Les bénéficiaires figurent déjà sur des listes tenues par le Cci (Centre de commandement intégré) et le Pnrrc (Programme national de réinsertion, réhabilitation communautaire). C'est sur la base de ces listes que nous pouvons confirmer qu'untel élément qui se présente à nous est effectivement ex-combattant ou ex-membre d'un groupe d'autodéfense. Lorsqu'un jeune se présente à nous, nous vérifions sa présence sur les listes et nous nous assurons qu'il n'a pas bénéficié d'un autre programme. Nous lui expliquons les modules de formations : le civisme et la citoyenneté. Les jeunes font ensuite leur choix, ils obtiennent des formations et nous les accompagnons pour leur installation avec ce qu'on appelle des kits d'insertion.

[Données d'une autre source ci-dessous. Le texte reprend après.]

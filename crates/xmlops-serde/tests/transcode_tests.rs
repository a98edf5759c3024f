use chrono::{DateTime, TimeZone, Utc};
use rust_decimal::Decimal;
use rust_decimal_macros::dec;
use xmlops_document::{NodeEditor, XmlEditor};
use xmlops_serde::{
    KnownTypes, Reflect, Result, TranscodeError, to_json_fragment, to_object, to_object_list,
    to_xml_fragment, to_xml_list_fragment,
};
use xmlops_support::ReflectError;

#[derive(Debug, Clone, PartialEq, Reflect)]
enum Status {
    Pending,
    Shipped = 5,
}

#[derive(Debug, Clone, PartialEq, Reflect)]
struct Customer {
    name: String,
    vip: bool,
}

#[derive(Debug, Clone, PartialEq, Reflect)]
struct Order {
    id: u64,
    total: Decimal,
    placed: DateTime<Utc>,
    note: Option<String>,
    grade: char,
    status: Status,
    customer: Customer,
}

#[derive(Debug, Clone, PartialEq, Reflect)]
struct User {
    id: i32,
    name: String,
}

fn order(id: u64) -> Order {
    Order {
        id,
        total: dec!(12.50),
        placed: Utc.with_ymd_and_hms(2024, 5, 1, 10, 30, 0).unwrap(),
        note: None,
        grade: 'A',
        status: Status::Shipped,
        customer: Customer {
            name: "Ann <ann@example.com>".to_string(),
            vip: true,
        },
    }
}

#[test]
fn test_object_round_trip() -> Result<()> {
    let mut known = KnownTypes::new();
    let original = order(7);

    let xml = to_xml_fragment(&original, &mut known)?;
    assert!(xml.contains("<Status>Shipped</Status>"));
    assert!(xml.contains("<Customer><Name>\"Ann &lt;ann@example.com&gt;\"</Name>"));
    assert_eq!(known.len(), 3);

    let rebuilt: Order = to_object(&xml, &mut known)?;
    assert_eq!(rebuilt, original);
    Ok(())
}

#[test]
fn test_json_fragment_of_serialized_object() -> Result<()> {
    let mut known = KnownTypes::new();
    let xml = to_xml_fragment(&order(1), &mut known)?;
    let json = to_json_fragment::<Order>(&xml)?;

    assert!(json.starts_with(r#""Order":{"Id":1,"#));
    assert!(json.contains(r#""Note":null"#));
    assert!(json.contains(r#""Status":5"#));
    assert!(json.contains(r#""Customer":{"Name":"Ann <ann@example.com>","Vip":true}"#));
    assert!(json.ends_with("}}"));
    Ok(())
}

#[test]
fn test_reconstruction_requires_registered_nested_types() -> Result<()> {
    let xml = to_xml_fragment(&order(2), &mut KnownTypes::new())?;

    let mut fresh = KnownTypes::new();
    let result = to_object::<Order>(&xml, &mut fresh);
    assert!(matches!(
        result,
        Err(TranscodeError::Reflect(ReflectError::UnregisteredType { .. }))
    ));

    fresh.register_all::<Order>();
    let rebuilt: Order = to_object(&xml, &mut fresh)?;
    assert_eq!(rebuilt.id, 2);
    Ok(())
}

#[test]
fn test_missing_element_is_propagated() {
    let mut known = KnownTypes::new();
    let result = to_object::<User>("<User><Id>1</Id></User>", &mut known);
    assert!(matches!(result, Err(TranscodeError::MissingElement { .. })));
}

#[test]
fn test_bad_enum_text_is_propagated() {
    let mut known = KnownTypes::new();
    known.register_all::<Order>();
    let mut xml = to_xml_fragment(&order(3), &mut known).unwrap();
    xml = xml.replace("<Status>Shipped</Status>", "<Status>\"Lost\"</Status>");
    let result = to_object::<Order>(&xml, &mut known);
    assert!(matches!(
        result,
        Err(TranscodeError::Reflect(ReflectError::Member { .. }))
    ));
}

#[test]
fn test_list_round_trip_preserves_order() -> Result<()> {
    let mut known = KnownTypes::new();
    let orders = vec![order(1), order(2), order(3)];
    let xml = to_xml_list_fragment(&orders, &mut known)?;
    assert!(xml.starts_with("<OrderList>"));

    let rebuilt = to_object_list::<Order>(&xml, &mut known)?;
    assert_eq!(rebuilt, Some(orders));
    Ok(())
}

#[test]
fn test_empty_list_reports_no_list() -> Result<()> {
    let mut known = KnownTypes::new();
    let xml = to_xml_list_fragment::<User>(&[], &mut known)?;
    assert_eq!(xml, "<UserList></UserList>");

    // A present but empty wrapper is reported exactly like a missing one.
    assert_eq!(to_object_list::<User>(&xml, &mut known)?, None);
    assert_eq!(to_object_list::<User>("<Other/>", &mut known)?, None);
    Ok(())
}

#[test]
fn test_users_document_scenario() -> std::result::Result<(), Box<dyn std::error::Error>> {
    let dir = tempfile::tempdir()?;
    let mut editor = XmlEditor::create(dir.path().join("users.xml"), "Users")?;
    editor.add_node("Users", "User", "<Id>1</Id><Name>Ann</Name>")?;

    let user = editor
        .query_single("//Users//User[Id='1']")
        .ok_or("user not found")?;
    assert!(user.inner_text().contains("Ann"));

    let json = to_json_fragment::<User>(&user.outer_xml())?;
    assert_eq!(json, r#""User":{"Id":1,"Name":Ann}"#);

    // Unquoted string leaves are not valid JSON, so they cannot be rebuilt.
    let mut known = KnownTypes::new();
    let result = to_object::<User>(&user.outer_xml(), &mut known);
    assert!(matches!(result, Err(TranscodeError::Json(_))));
    Ok(())
}

#[test]
fn test_objects_stored_in_a_document_round_trip() -> std::result::Result<(), Box<dyn std::error::Error>> {
    let dir = tempfile::tempdir()?;
    let mut editor = XmlEditor::create(dir.path().join("users.xml"), "Users")?;
    let mut known = KnownTypes::new();

    let ann = User {
        id: 1,
        name: "Ann".to_string(),
    };
    editor.add_fragment("Users", &to_xml_fragment(&ann, &mut known)?)?;

    let node = editor
        .query_single(r#"//Users//User[Name='"Ann"']"#)
        .ok_or("user not found")?;
    let rebuilt: User = to_object(&node.outer_xml(), &mut known)?;
    assert_eq!(rebuilt, ann);
    Ok(())
}

#[derive(Debug, Clone, PartialEq, Reflect)]
struct Wide {
    big: u128,
    small: i128,
    limit: Option<u64>,
}

#[test]
fn test_wide_integers_round_trip() -> Result<()> {
    let mut known = KnownTypes::new();
    let original = Wide {
        big: u128::MAX,
        small: i128::MIN,
        limit: Some(u64::MAX),
    };

    let xml = to_xml_fragment(&original, &mut known)?;
    assert!(xml.contains(&format!("<Big>{}</Big>", u128::MAX)));

    let rebuilt: Wide = to_object(&xml, &mut known)?;
    assert_eq!(rebuilt, original);
    Ok(())
}

#[derive(Debug, Clone, PartialEq, Reflect)]
struct Point {
    x: i32,
}

#[derive(Debug, Clone, PartialEq, Reflect)]
struct Segment {
    from: Point,
    to: Point,
}

#[test]
fn test_members_sharing_an_element_are_rejected() {
    let mut known = KnownTypes::new();
    let segment = Segment {
        from: Point { x: 1 },
        to: Point { x: 2 },
    };
    assert!(matches!(
        to_xml_fragment(&segment, &mut known),
        Err(TranscodeError::Reflect(ReflectError::DuplicateElement {
            type_name: "Segment",
            element: "Point"
        }))
    ));

    known.register_all::<Segment>();
    let xml = "<Segment><Point><X>1</X></Point><Point><X>2</X></Point></Segment>";
    assert!(matches!(
        to_object::<Segment>(xml, &mut known),
        Err(TranscodeError::Reflect(ReflectError::DuplicateElement { .. }))
    ));
    assert!(to_json_fragment::<Segment>(xml).is_err());
}

#[derive(Debug, Clone, PartialEq, Reflect)]
struct Reading {
    value: f64,
    spare: Option<f32>,
}

#[test]
fn test_non_finite_floats_are_rejected() -> Result<()> {
    let mut known = KnownTypes::new();
    let result = to_xml_fragment(
        &Reading {
            value: f64::INFINITY,
            spare: None,
        },
        &mut known,
    );
    assert!(matches!(
        result,
        Err(TranscodeError::Reflect(ReflectError::Member { member: "Value", .. }))
    ));

    let result = to_xml_fragment(
        &Reading {
            value: 1.0,
            spare: Some(f32::NAN),
        },
        &mut known,
    );
    assert!(matches!(
        result,
        Err(TranscodeError::Reflect(ReflectError::Member { member: "Spare", .. }))
    ));

    let finite = Reading {
        value: -2.5,
        spare: Some(0.25),
    };
    let xml = to_xml_fragment(&finite, &mut known)?;
    assert_eq!(to_object::<Reading>(&xml, &mut known)?, finite);
    Ok(())
}

#[test]
fn test_foreign_list_item_is_an_error() -> Result<()> {
    let mut known = KnownTypes::new();
    let result = to_object_list::<Point>(
        "<PointList><Point><X>1</X></Point><Other><X>5</X></Other></PointList>",
        &mut known,
    );
    assert!(matches!(
        result,
        Err(TranscodeError::MissingElement { ref element, ref parent })
            if element == "Point" && parent == "PointList"
    ));

    let points = to_object_list::<Point>("<PointList><Point><X>1</X></Point></PointList>", &mut known)?;
    assert_eq!(points, Some(vec![Point { x: 1 }]));
    Ok(())
}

• Comment les jeunes sont-ils orientés?
Si quelqu'un vient de la zone agricole de Korhogo, par exemple, nous lui demandons s'il a une portion de terre pour faire de l'agriculture. S'il répond non, alors nous lui conseillons de voir avec ses parents si des terres peuvent être mises à sa disposition. Mais la plupart des jeunes n'ont pas de problème.

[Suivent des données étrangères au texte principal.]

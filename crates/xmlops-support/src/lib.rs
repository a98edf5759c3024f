//! # xmlops support
//!
//! Shared building blocks for the xmlops transcoding engine:
//!
//! - **Scalar classification**: the fixed set of leaf types ([`ScalarKind`],
//!   [`is_scalar`]) that are rendered as text rather than recursed into.
//! - **Type descriptors**: static, ordered descriptions of user types
//!   ([`TypeDescriptor`], [`FieldDescriptor`], [`EnumDescriptor`]) produced by
//!   `#[derive(Reflect)]`.
//! - **Field traits**: [`Field`], [`Reflect`], [`Reconstruct`] and
//!   [`Enumeration`], the seams the engine walks in both directions.
//! - **Known types**: the explicit [`KnownTypes`] registry of composite and
//!   enum types seen by the forward path and required by the reverse path.
//!
//! ```ignore
//! use xmlops_support::{Reconstruct, Reflect};
//!
//! #[derive(Reflect)]
//! struct User {
//!     id: i32,
//!     name: String,
//! }
//!
//! let descriptor = User::descriptor();
//! assert_eq!(descriptor.name, "User");
//! assert_eq!(descriptor.fields[0].name, "Id");
//! ```

// Generated code refers to `::xmlops_support`, including inside this crate's tests.
extern crate self as xmlops_support;

pub mod descriptor;
pub mod error;
pub mod field;
pub mod known_types;
pub mod scalar;

pub use descriptor::{EnumDescriptor, EnumMember, FieldDescriptor, FieldKind, TypeDescriptor};
pub use error::ReflectError;
pub use field::{
    Enumeration, Field, FieldValue, Reconstruct, Reflect, enum_member_from_json, expect_object,
    member_from_json,
};
pub use known_types::{KnownType, KnownTypes};
pub use scalar::{ScalarKind, is_scalar, is_scalar_type_id, scalar_kind_of};

pub use serde_json::{Map as JsonMap, Value as JsonValue};

/// Derives [`Reflect`], [`Reconstruct`] and [`Field`] for structs with named
/// fields, and [`Enumeration`] and [`Field`] for fieldless enums.
pub use xmlops_macro::Reflect;
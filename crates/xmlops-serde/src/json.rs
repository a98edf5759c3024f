//! JSON helpers around `serde_json`.
//!
//! The transcoding engine assembles JSON text itself; this parses that text
//! back into a value the generated `from_json` can walk.
use crate::error::Result;

/// Parse JSON text into a `serde_json::Value`.
pub fn parse_json_value(s: &str) -> Result<serde_json::Value> {
    Ok(serde_json::from_str(s)?)
}

#[cfg(test)]
mod tests {
    use super::*;
    use crate::error::TranscodeError;

    #[test]
    fn test_parse_json_value() -> Result<()> {
        assert_eq!(parse_json_value("null")?, serde_json::Value::Null);
        assert!(matches!(
            parse_json_value(r#"{"Name":Ann}"#),
            Err(TranscodeError::Json(_))
        ));
        Ok(())
    }
}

• Combien d'entre eux ont été insérés à ce jour ?
C'est environ 7.500 jeunes qui ont été formés aux valeurs du civisme, à la citoyenneté et à l'apprentissage d'un métier. Il y en a 70% qui ont reçu des kits d'insertion et 30% qui attendent leurs kits, qui ne sont pas près en termes de programmation. Ceux qui ont eu leurs kits, exercent et dans un an, nous espérons les trouver en activité. Nous avons mis en place un système de suivi de leur travail en vue de les maintenir dans l'activité qu'ils ont choisie. Toutes les dispositions ont été prises pour que, d'ici la fin du mois de juillet, les 30% restant reçoivent leurs kits d'insertion.

• Quels sont les projets récurrents et en quoi consiste techniquement le suivi ?
La plupart des projets tournent autour de l'agro-pastorale, l'artisanat et les métiers techniques (mécanique, couture, menuiserie…). Nous avons des agents de suivi qui aident les jeunes à s'installer. Il faut attendre longtemps pour savoir qu'ils exercent toujours. C'est en ce moment qu'on peut parler de taux de réussite. Dans les normes internationales, si on a 40 % de personnes qui continuent leurs activités, ce n'est déjà pas mal.

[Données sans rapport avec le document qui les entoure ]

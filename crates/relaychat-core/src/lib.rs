//! relaychat-core: building blocks for a multi-provider chat completion backend.
//!
//! This crate contains the orchestration core behind a chat service:
//!
//! - [`provider`] — Closed set of LLM provider keys, catalogue clients, and
//!   the HTTP/SDK transport strategies behind them
//! - [`catalog`] — Concurrent fan-out aggregation of every configured
//!   provider's model catalogue
//! - [`credentials`] — Provider credential storage: probe, encrypt, resolve
//! - [`model_config`] — Per-user model presets and the chat resolution chain
//! - [`chat`] — The chat completion orchestrator (prompt build, outbound
//!   request, response parsing, persistence)
//! - [`jobs`] — Detached background job queue (pending → processing → done)
//! - [`store`] — Generic filtered record-store contract plus an in-memory
//!   implementation
//! - [`vault`] — AES-256-GCM secret cipher with fingerprint/mask helpers
//! - [`config`] — Typed service configuration with env overrides
//! - [`error`] — The shared error taxonomy
//!
//! # Quick Start
//!
//! ```no_run
//! use std::sync::Arc;
//! use relaychat_core::chat::{ChatService, HttpCompletionTransport};
//! use relaychat_core::config::ServiceConfig;
//! use relaychat_core::credentials::{CredentialService, HttpKeyProbe};
//! use relaychat_core::model_config::ModelConfigService;
//! use relaychat_core::store::memory::MemoryStore;
//! use relaychat_core::vault::Vault;
//!
//! # async fn example() -> anyhow::Result<()> {
//! let config = ServiceConfig::load("relaychat.json")?;
//! let store = Arc::new(MemoryStore::new());
//! let vault = Arc::new(config.vault()?);
//!
//! let credentials = CredentialService::new(
//!     store.clone(),
//!     vault,
//!     Arc::new(HttpKeyProbe::new(config.request_timeout())),
//! );
//! let models = ModelConfigService::new(store.clone());
//! let chats = ChatService::new(
//!     store,
//!     credentials,
//!     models,
//!     config.providers.clone(),
//!     Arc::new(HttpCompletionTransport::new(config.request_timeout())?),
//! );
//! # Ok(())
//! # }
//! ```

pub mod catalog;
pub mod chat;
pub mod config;
pub mod credentials;
pub mod error;
pub mod jobs;
pub mod model_config;
pub mod provider;
pub mod store;
pub mod vault;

• Peut-on conclure que le programme du service civique est viable avec les contraintes et autres difficultés qui peuvent être liées aux procédures de décaissement de financement, de disponibilité des moyens logistiques ?

Il est important que toutes les valeurs cardinales de la citoyenneté soient replacées au centre des intérêts de la jeunesse et des populations ivoiriennes. Le programme est même indispensable. Quand on regarde le taux de chômage ou d'inactivité des jeunes en Côte d'Ivoire, je pense qu'il est une bombe à retardement. Si on ne fait rien pour la formation et l'insertion de ces jeunes, nous allons vivre certainement une crise plus grave que celle que nous vivons aujourd'hui. C'est pour répondre à cette problématique que le Pscn a été mis en place. C'est donc un défi pour toute la Côte d'Ivoire.